5.1. Verification for Multiscale Approach

To verify the effectiveness of the multiscale heatmap generation approach, the LR and HR heatmaps were compared. Because these heatmaps include white colors at the keypoints, visually comparing the LR and HR maps was easy. However, other the offset and bounding box maps were not compared because of the absence of texture patterns in those maps. Figure 8 shows the ground-truth and predicted LR and HR heatmaps. In Figure 8, the numbers in parentheses above the heatmaps correspond to the number of pests. In Figure 8, the LR heatmaps were resized with bicubic interpolation for visual comparison such that the image size is the same as that of the HR heatmaps. Owing to the upsampling effect, the LR heatmaps are blurry at the keypoints. As shown in the upper part of Figure 8, where the number of pest images is relatively small, the predicted pest count from the LR heatmap was as accurate as that from the HR heatmap. This was possible because the occlusion was not severe. This indicates that the small-scale LR heatmap predictions were sufficient for pest counting. However, in the opposite case, the accuracy of the LR heatmap was lower than that of the HR heatmap. This was because the downsampling caused pixel information to be lost, exacerbating the occlusion problem. To address this scale issue, a multiscale approach was adopted in this study for the LR and HR map prediction. In a two-step process, small-scale LR maps were first predicted and used as side information to generate the corresponding large-scale HR map more accurately.

To compare the accuracies of the predicted HR and LR heatmaps for the input test images, the absolute error (AE) was evaluated. The AE scores of the HR and LR heatmaps were calculated as follows:

A E_{i \in \{H R, L R\}} = |p ({\hat{F}}_{i}^{H}) - p (F_{i}^{H})|

(25)

Here,

i

indicates one of the HR and LR heatmaps, and

{\hat{F}}_{i}^{H}

and

F_{i}^{H}

represent the predicted and ground-truth heat maps, respectively.

p

calculates the number of pests by localizing the keypoints and detecting the bounding boxes from the given heatmap. Therefore,

A E

is the absolute difference between the predicted and measured number of pests. For reference, keypoint localization was conducted based on max pooling, and the bounding boxes were detected using the offset and bounding box maps. Further details on keypoint localization are described in [2].

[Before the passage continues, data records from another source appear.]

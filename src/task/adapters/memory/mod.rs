//! In-memory adapters for task storage.

mod store;

pub use store::InMemoryTaskStore;
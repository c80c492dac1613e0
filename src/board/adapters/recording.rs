//! Notifier that keeps every notification in memory.

use crate::board::{domain::Notification, ports::Notifier};
use std::sync::{Arc, Mutex, PoisonError};

/// Thread-safe notifier that records notifications in delivery order.
///
/// Clones share the same log.
#[derive(Debug, Clone, Default)]
pub struct RecordingNotifier {
    log: Arc<Mutex<Vec<Notification>>>,
}

impl RecordingNotifier {
    /// Creates an empty recorder.
    #[must_use]
    pub fn new() -> Self {
        Self::default()
    }

    /// Returns a copy of every recorded notification.
    #[must_use]
    pub fn notifications(&self) -> Vec<Notification> {
        self.log
            .lock()
            .unwrap_or_else(PoisonError::into_inner)
            .clone()
    }

    /// Returns the recorded messages.
    #[must_use]
    pub fn messages(&self) -> Vec<String> {
        self.notifications()
            .iter()
            .map(|notification| notification.message().to_owned())
            .collect()
    }

    /// Removes and returns every recorded notification.
    pub fn take(&self) -> Vec<Notification> {
        std::mem::take(&mut *self.log.lock().unwrap_or_else(PoisonError::into_inner))
    }
}

impl Notifier for RecordingNotifier {
    fn notify(&self, notification: Notification) {
        self.log
            .lock()
            .unwrap_or_else(PoisonError::into_inner)
            .push(notification);
    }
}
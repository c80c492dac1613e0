//! Error types for task domain validation and parsing.

use thiserror::Error;

/// Errors returned while constructing domain task values.
#[derive(Debug, Clone, Error, PartialEq, Eq)]
pub enum TaskDomainError {
    /// The task title is empty after trimming.
    #[error("task title must not be empty")]
    EmptyTitle,

    /// The task title exceeds the configured maximum length.
    #[error("Title must be under {max} characters")]
    TitleTooLong {
        /// Length of the trimmed title in characters.
        length: usize,
        /// Maximum permitted length in characters.
        max: usize,
    },
}

/// Error returned while parsing task statuses from persistence.
#[derive(Debug, Clone, Error, PartialEq, Eq)]
#[error("unknown task status: {0}")]
pub struct ParseTaskStatusError(pub String);
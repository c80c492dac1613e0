//! In-memory identity provider.

mod provider;

pub use provider::InMemoryIdentityProvider;
//! Adapter implementations of the identity provider port.

pub mod memory;
//! Port contracts for task persistence.
//!
//! Ports define infrastructure-agnostic interfaces used by the task board.

pub mod store;

pub use store::{TaskStore, TaskStoreError, TaskStoreResult};
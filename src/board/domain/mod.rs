//! Domain model for the task board.

mod config;
mod notification;
mod snapshot;
mod sync;

pub use config::BoardConfig;
pub use notification::{
    CREATE_FAILED, LOAD_FAILED, Notification, NotificationKind, UPDATE_FAILED,
};
pub use snapshot::BoardSnapshot;
pub use sync::{BoardPhase, SyncState};
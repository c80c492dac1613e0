//! Read-only view of the board for rendering.

use super::BoardPhase;
use crate::task::domain::{Task, TaskId};
use serde::Serialize;

/// Point-in-time copy of the board state.
#[derive(Debug, Clone, PartialEq, Eq, Serialize)]
pub struct BoardSnapshot {
    /// Tasks, newest first.
    pub tasks: Vec<Task>,
    /// Session phase.
    pub phase: BoardPhase,
    /// Whether a create call is in flight.
    pub creating: bool,
    /// Current draft title input.
    pub draft: String,
    /// Number of tasks with an unconfirmed or overwritten status patch.
    pub pending_updates: usize,
}

impl BoardSnapshot {
    /// Returns `true` until the first refresh resolves.
    #[must_use]
    pub fn is_loading(&self) -> bool {
        self.phase == BoardPhase::Loading
    }

    /// Returns `true` when ready and there are no tasks.
    #[must_use]
    pub fn is_empty(&self) -> bool {
        self.phase == BoardPhase::Ready && self.tasks.is_empty()
    }

    /// Returns the task with the given identifier.
    #[must_use]
    pub fn task(&self, id: TaskId) -> Option<&Task> {
        self.tasks.iter().find(|task| task.id() == id)
    }

    /// Returns `true` when the draft can be submitted.
    #[must_use]
    pub fn can_submit(&self) -> bool {
        !self.creating && !self.draft.trim().is_empty()
    }
}
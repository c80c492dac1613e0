//! Port contracts for the task board.

pub mod notifier;

pub use notifier::Notifier;
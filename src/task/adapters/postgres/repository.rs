//! `PostgreSQL` store implementation for tasks.

use super::{
    models::{NewTaskRow, TaskRow},
    schema::tasks,
};
use crate::task::{
    domain::{NewTask, OwnerId, PersistedTaskData, Task, TaskId, TaskStatus, TaskTitle},
    ports::{TaskStore, TaskStoreError, TaskStoreResult},
};
use async_trait::async_trait;
use diesel::pg::PgConnection;
use diesel::prelude::*;
use diesel::r2d2::{ConnectionManager, Pool};
use diesel::result::{DatabaseErrorKind, Error as DieselError};
use mockable::{Clock, DefaultClock};
use std::sync::Arc;
use tracing::debug;

/// `PostgreSQL` connection pool type used by task adapters.
pub type TaskPgPool = Pool<ConnectionManager<PgConnection>>;

/// `PostgreSQL`-backed task store.
#[derive(Clone)]
pub struct PostgresTaskStore {
    pool: TaskPgPool,
    clock: Arc<dyn Clock + Send + Sync>,
}

impl PostgresTaskStore {
    /// Creates a store from a `PostgreSQL` connection pool.
    #[must_use]
    pub fn new(pool: TaskPgPool) -> Self {
        Self::with_clock(pool, Arc::new(DefaultClock))
    }

    /// Creates a store that stamps inserts with the given clock.
    #[must_use]
    pub fn with_clock(pool: TaskPgPool, clock: Arc<dyn Clock + Send + Sync>) -> Self {
        Self { pool, clock }
    }

    async fn run_blocking<F, T>(&self, f: F) -> TaskStoreResult<T>
    where
        F: FnOnce(&mut PgConnection) -> TaskStoreResult<T> + Send + 'static,
        T: Send + 'static,
    {
        let pool = self.pool.clone();
        tokio::task::spawn_blocking(move || {
            let mut connection = pool.get().map_err(TaskStoreError::unavailable)?;
            f(&mut connection)
        })
        .await
        .map_err(TaskStoreError::unavailable)?
    }
}

impl std::fmt::Debug for PostgresTaskStore {
    fn fmt(&self, f: &mut std::fmt::Formatter<'_>) -> std::fmt::Result {
        f.debug_struct("PostgresTaskStore")
            .field("pool", &self.pool)
            .finish_non_exhaustive()
    }
}

#[async_trait]
impl TaskStore for PostgresTaskStore {
    async fn list(&self, owner: OwnerId) -> TaskStoreResult<Vec<Task>> {
        debug!(%owner, "listing tasks");
        self.run_blocking(move |connection| {
            let rows = tasks::table
                .filter(tasks::owner_id.eq(owner.into_inner()))
                .order((tasks::created_at.desc(), tasks::seq.desc()))
                .select(TaskRow::as_select())
                .load::<TaskRow>(connection)
                .map_err(TaskStoreError::unavailable)?;
            rows.into_iter().map(row_to_task).collect()
        })
        .await
    }

    async fn insert(&self, task: NewTask) -> TaskStoreResult<Task> {
        let stored = Task::from_new(task, TaskId::new(), self.clock.utc());
        let new_row = to_new_row(&stored);
        debug!(task_id = %stored.id(), owner = %stored.owner(), "inserting task");

        self.run_blocking(move |connection| {
            diesel::insert_into(tasks::table)
                .values(&new_row)
                .execute(connection)
                .map_err(map_insert_error)?;
            Ok(stored)
        })
        .await
    }

    async fn update_status(&self, id: TaskId, status: TaskStatus) -> TaskStoreResult<()> {
        debug!(task_id = %id, status = status.as_str(), "updating task status");
        self.run_blocking(move |connection| {
            let affected = diesel::update(tasks::table.filter(tasks::id.eq(id.into_inner())))
                .set(tasks::status.eq(status.as_str()))
                .execute(connection)
                .map_err(TaskStoreError::unavailable)?;
            if affected == 0 {
                return Err(TaskStoreError::NotFound(id));
            }
            Ok(())
        })
        .await
    }
}

fn map_insert_error(err: DieselError) -> TaskStoreError {
    match err {
        DieselError::DatabaseError(
            DatabaseErrorKind::CheckViolation | DatabaseErrorKind::NotNullViolation,
            ref info,
        ) => TaskStoreError::Rejected(info.message().to_owned()),
        _ => TaskStoreError::unavailable(err),
    }
}

pub(crate) fn to_new_row(task: &Task) -> NewTaskRow {
    NewTaskRow {
        id: task.id().into_inner(),
        owner_id: task.owner().into_inner(),
        title: task.title().as_str().to_owned(),
        status: task.status().as_str().to_owned(),
        created_at: task.created_at(),
    }
}

pub(crate) fn row_to_task(row: TaskRow) -> TaskStoreResult<Task> {
    let TaskRow {
        id,
        owner_id,
        title: persisted_title,
        status: persisted_status,
        created_at,
    } = row;

    let title = TaskTitle::new(&persisted_title).map_err(TaskStoreError::unavailable)?;
    let status =
        TaskStatus::try_from(persisted_status.as_str()).map_err(TaskStoreError::unavailable)?;

    Ok(Task::from_persisted(PersistedTaskData {
        id: TaskId::from_uuid(id),
        title,
        status,
        owner: OwnerId::from_uuid(owner_id),
        created_at,
    }))
}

Figure 9 shows the AE scores of the predicted HR and LR heatmaps according to the number of pests. When the number of pests was fewer than 90, the AE scores of the LR heatmaps were similar to those of the HR heatmaps. To be more specific, the AE score difference was calculated, as shown in Figure 10. As shown in this figure, the AE score difference increased rapidly after 90. This indicates that the LR heat map was not suitable when the number of pests was large. That is, the performance of the LR heatmap deteriorated because of the occlusion problem. Therefore, when the number of pests increases, an HR heat map is required. This experiment confirms that the proposed multiscale heatmap generation approach was reasonable. As shown in Figure 9, the sum of the AE scores of the LR heatmaps was 451.2 and that of the HR heatmaps was 335.1. In other words, the accuracy of the HR heatmap was higher than that of the LR heatmap. This indicates that the use of the LR heatmap could be an effective way to improve the accuracy of the HR heatmap within a stacked hourglass framework. For reference, to check the effectiveness of only the proposed multiscale heatmap generation, the between-hourglass skip connection was removed (from the architecture shown in Figure 6). The proposed model without the between-hourglass skip connection was tested for AE calculation. In addition, the AE scores were averaged over the test images with the same number of pests.

Two types of pest counting models were compared for quantitative evaluation. One was counting by detection and the other was counting by density map estimation. SOTA models, such as MCNN [7], SANet [8], ICCNet [9], KDMG [10], RetinaNet [4], RedPoints [30], CenterNet [2], and Faster RCNN [3], were tested. Table 1 presents the mean absolute error (MAE) [7], root mean squared error (RMSE) [7], and averaged precision (AP) [3] for the SOTA pest counting models. Notably, KDMG [10] outperformed the counting by detection models, except for CenterNet [2] and the proposed models, which were classified by counting using detection models. This result indicates that crowd counting models could be directly used for trap-based pest counting and could obtain excellent performance not only for pest images but also for crowd images. Pest images have severe pose variation and occlusion problems, preventing counting with detection models from determining bounding boxes more accurately. However, KDMG can learn kernel shapes and iteratively update the density map, thereby significantly improving the pest counting accuracy. Furthermore, KDMG had the best performance among the conventional crowd counting models [10].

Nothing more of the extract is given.